In an advantageous embodiment of the method, it is provided that the surface tension of the test liquid is measured when the at least one parameter is recorded. During the comparison, the parameter value of the surface tension is then compared with the predetermined comparison value of the surface tension of the test liquid. The surface tension can change if the surface is contaminated by surfactants, for example. The surfactants can remain on the surface of the component, for example, after parts have been cleaned using detergent-containing detergents. If the test liquid is applied to the surface, surfactants can dissolve in the test liquid and change the surface tension of the test liquid. This change can be determined by comparing the parameter value and the predetermined comparison value of the surface tension. The surface tension can be measured on a hanging drop using a drop contour analysis.

If the detected parameter value is changed compared to the predetermined comparison value of the surface tension of the test liquid, the determination of the residual dirt on the surface is positive and the surface is assessed as technically unclean. If the detected parameter value and the predetermined comparison value of the surface tension of the test liquid are the same, the determination of the residual dirt on the surface becomes negative and the surface is rated as technically clean. In the present context, the parameter value is to be assessed as changed if it changes by a higher value than the predetermined comparison value changed a permissible measurement tolerance or a predefined tolerance limit. Accordingly, the parameter value is to be evaluated as the same as the comparison value if the parameter value changes in comparison to the predetermined comparison value by a smaller value than a permissible measurement tolerance or a predefined tolerance limit.

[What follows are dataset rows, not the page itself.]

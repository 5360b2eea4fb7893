//! Event identifiers
//!
//! Native text widgets report editing through a small set of events. The ids
//! double as `fsm::EventId`s for editing-session state machines.

/// Event type identifier
pub type EventType = u32;

/// Common event types
pub mod event_types {
    use super::EventType;

    /// The widget became first responder and started an editing session
    pub const BEGIN_EDITING: EventType = 90;
    /// The widget content changed because of a user edit
    pub const TEXT_CHANGED: EventType = 91;
    /// A user edit is about to be applied and may be rejected
    pub const SHOULD_CHANGE: EventType = 92;
    /// The editing session ended
    pub const END_EDITING: EventType = 93;
}

/// Human-readable event name, for logs
pub fn event_name(event: EventType) -> &'static str {
    match event {
        event_types::BEGIN_EDITING => "begin-editing",
        event_types::TEXT_CHANGED => "text-changed",
        event_types::SHOULD_CHANGE => "should-change",
        event_types::END_EDITING => "end-editing",
        _ => "unknown",
    }
}
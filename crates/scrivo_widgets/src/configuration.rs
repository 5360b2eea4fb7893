//! Per-render configuration of a text view
//!
//! A `TextViewConfiguration` is rebuilt on every render pass and handed to the
//! adapter, which applies it to the long-lived native widget.

use std::fmt;
use std::sync::Arc;

use scrivo_core::environment::Environment;
use scrivo_core::style::{Color, EdgeInsets, Font};

/// Called with `true` when editing begins and `false` when it ends
pub type EditingChangedCallback = Arc<dyn Fn(bool) + Send + Sync>;

/// Called when the user commits the text
pub type CommitCallback = Arc<dyn Fn() + Send + Sync>;

/// Keyboard layout requested from touch platforms
#[derive(Clone, Copy, Debug, Default, PartialEq, Eq, Hash)]
pub enum KeyboardType {
    #[default]
    Default,
    Ascii,
    NumbersAndPunctuation,
    Url,
    NumberPad,
    PhonePad,
    EmailAddress,
    DecimalPad,
    WebSearch,
}

/// Title of the return key on touch keyboards
#[derive(Clone, Copy, Debug, Default, PartialEq, Eq, Hash)]
pub enum ReturnKeyType {
    #[default]
    Default,
    Go,
    Next,
    Search,
    Send,
    Done,
}

/// Automatic capitalization on touch keyboards
#[derive(Clone, Copy, Debug, Default, PartialEq, Eq, Hash)]
pub enum Autocapitalization {
    None,
    Words,
    #[default]
    Sentences,
    AllCharacters,
}

/// Semantic hint about the expected content, used for autofill
#[derive(Clone, Copy, Debug, PartialEq, Eq, Hash)]
pub enum TextContentType {
    Name,
    EmailAddress,
    Url,
    Username,
    Password,
    OneTimeCode,
    FullStreetAddress,
    TelephoneNumber,
}

/// Every tunable behavior of a text view, for one render pass
#[derive(Clone)]
pub struct TextViewConfiguration {
    /// Bound to immutable attributed content; never editable
    pub is_constant: bool,
    pub on_editing_changed: Option<EditingChangedCallback>,
    pub on_commit: Option<CommitCallback>,
    /// Focus request applied once, when the widget is created
    pub is_initial_first_responder: Option<bool>,
    /// Focus request applied on every render; `None` leaves focus alone
    pub is_first_responder: Option<bool>,
    pub is_editable: bool,
    pub is_selectable: bool,
    /// Overrides the ambient font
    pub font: Option<Font>,
    /// Overrides the ambient foreground color
    pub text_color: Option<Color>,
    pub text_container_inset: EdgeInsets,
    /// Commit instead of inserting a newline on return
    pub dismiss_keyboard_on_return: bool,
    pub enables_return_key_automatically: Option<bool>,
    pub autocapitalization: Autocapitalization,
    pub text_content_type: Option<TextContentType>,
    pub keyboard_type: KeyboardType,
    pub return_key_type: ReturnKeyType,
}

impl Default for TextViewConfiguration {
    fn default() -> Self {
        Self {
            is_constant: false,
            on_editing_changed: None,
            on_commit: None,
            is_initial_first_responder: None,
            is_first_responder: None,
            is_editable: true,
            is_selectable: true,
            font: None,
            text_color: None,
            text_container_inset: EdgeInsets::ZERO,
            dismiss_keyboard_on_return: false,
            enables_return_key_automatically: None,
            autocapitalization: Autocapitalization::default(),
            text_content_type: None,
            keyboard_type: KeyboardType::default(),
            return_key_type: ReturnKeyType::default(),
        }
    }
}

impl TextViewConfiguration {
    /// Whether the widget accepts edits in a context with the given enabled state
    ///
    /// Constant content is never editable. Otherwise a disabled context (a
    /// disabled form, say) degrades the view to read-only.
    pub fn effective_editable(&self, ambient_enabled: bool) -> bool {
        if self.is_constant {
            false
        } else {
            ambient_enabled && self.is_editable
        }
    }

    /// Explicit font, then ambient font, then the platform body font
    pub fn resolve_font(&self, env: &Environment) -> Font {
        self.font
            .clone()
            .or_else(|| env.font.clone())
            .unwrap_or_else(Font::body)
    }

    /// Explicit color, then ambient color, then the platform label color
    pub fn resolve_text_color(&self, env: &Environment) -> Color {
        self.text_color
            .or(env.foreground_color)
            .unwrap_or(Color::LABEL)
    }

    pub(crate) fn notify_editing_changed(&self, editing: bool) {
        if let Some(callback) = &self.on_editing_changed {
            callback(editing);
        }
    }

    pub(crate) fn notify_commit(&self) {
        if let Some(callback) = &self.on_commit {
            callback();
        }
    }
}

impl fmt::Debug for TextViewConfiguration {
    fn fmt(&self, f: &mut fmt::Formatter<'_>) -> fmt::Result {
        f.debug_struct("TextViewConfiguration")
            .field("is_constant", &self.is_constant)
            .field("is_initial_first_responder", &self.is_initial_first_responder)
            .field("is_first_responder", &self.is_first_responder)
            .field("is_editable", &self.is_editable)
            .field("is_selectable", &self.is_selectable)
            .field("font", &self.font)
            .field("text_color", &self.text_color)
            .field("text_container_inset", &self.text_container_inset)
            .field("dismiss_keyboard_on_return", &self.dismiss_keyboard_on_return)
            .field(
                "enables_return_key_automatically",
                &self.enables_return_key_automatically,
            )
            .field("autocapitalization", &self.autocapitalization)
            .field("text_content_type", &self.text_content_type)
            .field("keyboard_type", &self.keyboard_type)
            .field("return_key_type", &self.return_key_type)
            // Callbacks are opaque
            .finish_non_exhaustive()
    }
}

In an advantageous embodiment of the method, it is provided that the refractive index of the test liquid is measured when the at least one parameter value is recorded. During the comparison, the parameter value is then compared with the predetermined comparison value of the refractive index of the test liquid. The refractive index can change if the surface is contaminated, for example, by organic substances such as a lubricant. The organic substances can remain on the surface, for example, after a parts cleaning that has not been carried out correctly. If the test liquid is applied to the surface, the organic substances can dissolve in the test liquid and change the refractive index of the test liquid. This change can be determined by comparing the parameter value and the predetermined comparison value of the refractive index.

If the parameter value is changed in comparison to the predetermined comparison value of the refractive index of the test liquid, the determination of the residual dirt on the surface is positive and the surface is assessed as technically unclean. If the parameter value and the predetermined comparison value of the refractive index of the test liquid are the same, the determination of the residual dirt on the surface becomes negative and the surface is rated as technically clean. In the present invention, the parameter value is to be assessed as changed if it changes in comparison to the predetermined comparison value by a higher value than a permissible measurement tolerance or a predefined tolerance limit. Accordingly, the parameter value is to be evaluated as the same as the comparison value if the parameter value changes in comparison to the predetermined comparison value by a smaller value than a permissible measurement tolerance or a predefined tolerance limit.

After the parameter value of the refractive index of the test liquid has been detected, a degree of contamination of the test liquid removed can advantageously be determined from a calibration matrix as a function of the parameter value of the refractive index. For example, a volume or mass fraction of the known residual dirt in the removed test liquid and consequently on the surface of the component can be determined on the basis of a calibration line for the known residual dirt.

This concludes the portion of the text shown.